Présente pendant deux semaines, la joyeuse troupe néerlandaise a établi son campement de tentes à Nospelt et profite de l’ambiance de camping après les laborieuses journées de fouilles.

«Nous sommes en général 25, voire 30, mais le week-end, quand on fait la fête, on est 45», rigole José Salhi. Si ces derniers font près de 250 kilomètres depuis leur ville de Herenstraat, c’est aussi parce que «nous n’avons pas de tels sites romains aux Pays-Bas».

«C’est un endroit exceptionnel en Europe», confirme Jacques Bonifas, membre du groupe de l’abbé lorsqu’il était adolescent. Ce dernier rappelle d’ailleurs que «la section archéologique du musée national d’Histoire naturelle a été créée après la découverte du site tellement c’était important».

De la «Terra Sigillata» (céramique romaine de luxe) et une perle de verre ont notamment été trouvées lors du camp de cet été.

Comme cet été, des trouvailles (perle, céramique) ne cessent de s’ajouter à la collection de vestiges de ce site aux limites encore inconnues. «On pense que cela va au moins jusqu’au champ de maïs, au fond du terrain», pointe du doigt le président de l’ASBL.

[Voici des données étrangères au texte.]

// src/infrastructure/broker/mod.rs
// Kite Connect brokerage session

pub mod auth;
pub mod dto;

use std::sync::atomic::{AtomicBool, Ordering};

use async_trait::async_trait;
use serde_json::Value;
use url::Url;

use crate::domain::errors::{MarketDataError, MarketDataResult, SubmissionError, SubmissionResult};
use crate::domain::model::{InstrumentKey, OrderTicket, QuoteDepth};
use crate::domain::repository::{MarketDataRepository, OrderRepository};
use crate::infrastructure::http::{HttpTransport, TransportError};

pub const DEFAULT_BASE_URL: &str = "https://api.kite.trade";
const KITE_VERSION: &str = "3";

/// Authenticated broker session. Built once per process by
/// [`auth::KiteAuthenticator`] and shared by the quote and order paths.
pub struct KiteSession {
    api_key: String,
    access_token: String,
    base_url: String,
    transport: HttpTransport,
    connected: AtomicBool,
}

impl KiteSession {
    pub fn new(api_key: &str, access_token: &str, base_url: &str, transport: HttpTransport) -> Self {
        Self {
            api_key: api_key.to_string(),
            access_token: access_token.to_string(),
            base_url: base_url.trim_end_matches('/').to_string(),
            transport,
            connected: AtomicBool::new(true),
        }
    }

    pub fn access_token(&self) -> &str {
        &self.access_token
    }

    /// Release the session; later calls fail instead of reaching the broker.
    pub fn disconnect(&self) {
        if self.connected.swap(false, Ordering::SeqCst) {
            log::info!("Broker session released");
        }
    }

    pub fn is_connected(&self) -> bool {
        self.connected.load(Ordering::SeqCst)
    }

    fn auth_headers(&self) -> Vec<(&'static str, String)> {
        vec![
            ("X-Kite-Version", KITE_VERSION.to_string()),
            (
                "Authorization",
                format!("token {}:{}", self.api_key, self.access_token),
            ),
        ]
    }

    fn quote_url(&self, instruments: &[&InstrumentKey]) -> Result<String, String> {
        let params = instruments.iter().map(|key| ("i", key.to_string()));
        Url::parse_with_params(&format!("{}/quote", self.base_url), params)
            .map(String::from)
            .map_err(|e| e.to_string())
    }

    /// Quote several instruments in one request.
    pub async fn get_quotes(&self, instruments: &[&InstrumentKey]) -> MarketDataResult<Vec<QuoteDepth>> {
        if !self.is_connected() {
            return Err(MarketDataError::Fetch("session is closed".to_string()));
        }

        let url = self.quote_url(instruments).map_err(MarketDataError::Fetch)?;
        let response = self
            .transport
            .get(&url, &self.auth_headers())
            .await
            .map_err(market_data_error)?;

        let body = response.json().map_err(market_data_error)?;
        let data = dto::unwrap_envelope(&body).map_err(MarketDataError::Fetch)?;

        instruments
            .iter()
            .map(|key| dto::parse_quote_depth(data, key))
            .collect()
    }
}

#[async_trait]
impl MarketDataRepository for KiteSession {
    async fn get_quote_depth(&self, instrument: &InstrumentKey) -> MarketDataResult<QuoteDepth> {
        let mut quotes = self.get_quotes(&[instrument]).await?;
        quotes
            .pop()
            .ok_or_else(|| MarketDataError::InvalidFormat(format!("no quote for {}", instrument)))
    }
}

#[async_trait]
impl OrderRepository for KiteSession {
    async fn send_order(&self, ticket: &OrderTicket) -> SubmissionResult<String> {
        if !self.is_connected() {
            return Err(SubmissionError::Request("session is closed".to_string()));
        }

        let form = order_form(ticket);
        let url = format!("{}/orders/regular", self.base_url);
        let response = self
            .transport
            .post_form(&url, &self.auth_headers(), &form)
            .await
            .map_err(|e| match e {
                TransportError::Timeout(after) => {
                    SubmissionError::Timeout(format!("no response after {:?}", after))
                }
                other => SubmissionError::Request(other.to_string()),
            })?;

        let body: Value = response
            .json()
            .map_err(|e| SubmissionError::Request(e.to_string()))?;

        if !response.status.is_success() {
            return Err(SubmissionError::Rejected(dto::error_message(&body)));
        }

        let data = dto::unwrap_envelope(&body).map_err(SubmissionError::Rejected)?;
        dto::parse_order_id(data).ok_or(SubmissionError::MissingOrderId)
    }
}

/// Form body for `/orders/regular`. MARKET orders carry no price field.
fn order_form(ticket: &OrderTicket) -> Vec<(&'static str, String)> {
    let mut form = vec![
        ("tradingsymbol", ticket.instrument.symbol.clone()),
        ("exchange", ticket.instrument.exchange.code().to_string()),
        ("transaction_type", ticket.direction.as_str().to_string()),
        ("order_type", ticket.order_type.as_str().to_string()),
        ("quantity", ticket.quantity.to_string()),
        ("product", ticket.product.code().to_string()),
    ];
    if let Some(price) = ticket.limit_price {
        form.push(("price", price.to_string()));
    }
    form.push(("validity", "DAY".to_string()));
    form
}

fn market_data_error(error: TransportError) -> MarketDataError {
    match error {
        TransportError::Timeout(after) => {
            MarketDataError::Timeout(format!("no response after {:?}", after))
        }
        TransportError::Status { status, body } => {
            let message = serde_json::from_str::<Value>(&body)
                .map(|v| dto::error_message(&v))
                .unwrap_or(body);
            MarketDataError::Fetch(format!("HTTP {}: {}", status, message))
        }
        other => MarketDataError::Fetch(other.to_string()),
    }
}

#[cfg(test)]
mod tests {
    use super::*;
    use crate::domain::model::{Direction, Exchange, OrderType, Product};
    use rust_decimal::Decimal;
    use rust_decimal_macros::dec;
    use std::time::Duration;

    fn session() -> KiteSession {
        KiteSession::new("key", "token", "https://api.kite.trade/", HttpTransport::new(Duration::from_secs(1)))
    }

    #[tokio::test]
    async fn quote_url_repeats_instrument_param() {
        let sbin = InstrumentKey::new(Exchange::Equity, "SBIN");
        let option = InstrumentKey::new(Exchange::Derivatives, "TCS25OCT2800PE");
        let url = session().quote_url(&[&sbin, &option]).unwrap();
        assert_eq!(
            url,
            "https://api.kite.trade/quote?i=NSE%3ASBIN&i=NFO%3ATCS25OCT2800PE"
        );
    }

    #[tokio::test]
    async fn auth_header_carries_key_and_token() {
        let headers = session().auth_headers();
        assert!(headers.contains(&("Authorization", "token key:token".to_string())));
        assert!(headers.contains(&("X-Kite-Version", "3".to_string())));
    }

    fn ticket(order_type: OrderType, limit_price: Option<Decimal>) -> OrderTicket {
        OrderTicket {
            instrument: InstrumentKey::new(Exchange::Derivatives, "TCS25OCT2800PE"),
            direction: Direction::Sell,
            quantity: 175,
            product: Product::Margin,
            order_type,
            limit_price,
        }
    }

    #[test]
    fn limit_order_form_carries_price() {
        let form = order_form(&ticket(OrderType::Limit, Some(dec!(42.5))));
        assert_eq!(
            form,
            vec![
                ("tradingsymbol", "TCS25OCT2800PE".to_string()),
                ("exchange", "NFO".to_string()),
                ("transaction_type", "SELL".to_string()),
                ("order_type", "LIMIT".to_string()),
                ("quantity", "175".to_string()),
                ("product", "NRML".to_string()),
                ("price", "42.5".to_string()),
                ("validity", "DAY".to_string()),
            ]
        );
    }

    #[test]
    fn market_order_form_has_no_price() {
        let form = order_form(&ticket(OrderType::Market, None));
        assert!(form.contains(&("order_type", "MARKET".to_string())));
        assert!(form.iter().all(|(name, _)| *name != "price"));
        assert_eq!(form.len(), 7);
    }

    #[tokio::test]
    async fn closed_session_refuses_calls() {
        let session = session();
        session.disconnect();
        let key = InstrumentKey::new(Exchange::Equity, "SBIN");
        assert!(matches!(
            session.get_quote_depth(&key).await,
            Err(MarketDataError::Fetch(_))
        ));
    }
}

«Il reste encore beaucoup de mystères.» Des bâtiments secondaires, un portail d’entrée et une supposée nécropole restent encore à être identifiés. De quoi nourrir encore durant de longues années l’appétit des archéologues amateurs du Luxembourg et d’ailleurs.

Georges Kayser, abbé et archéologue

Né en 1916, Georges Kayser était un homme d’Église féru d’histoire. Après avoir fouillé l’oppidum du site du Titelberg à Pétange, sa commune d’origine, il décide de fouiller les environs de Nospelt lorsqu’il y arrive en tant qu’abbé.

Avec des volontaires, il se rend en 1964 dans la forêt «Miecher», pensant examiner un «tumulus» (butte qui recouvre des tombes).

Les archéologues amateurs tombent finalement sur les vestiges d’une villa romaine. Une découverte majeure suivie, un an plus tard, par celle d’une tombe du dernier siècle avant Jésus-Christ.

L’équipe de l’abbé vient alors de mettre au jour une nécropole aristocratique et du mobilier gaulois. À son décès en 1988, Georges Kayser laisse derrière lui un site d’archéologie majeur ainsi qu’une bande de passionnés qui reprendra le flambeau avec l’ASBL qui porte son nom.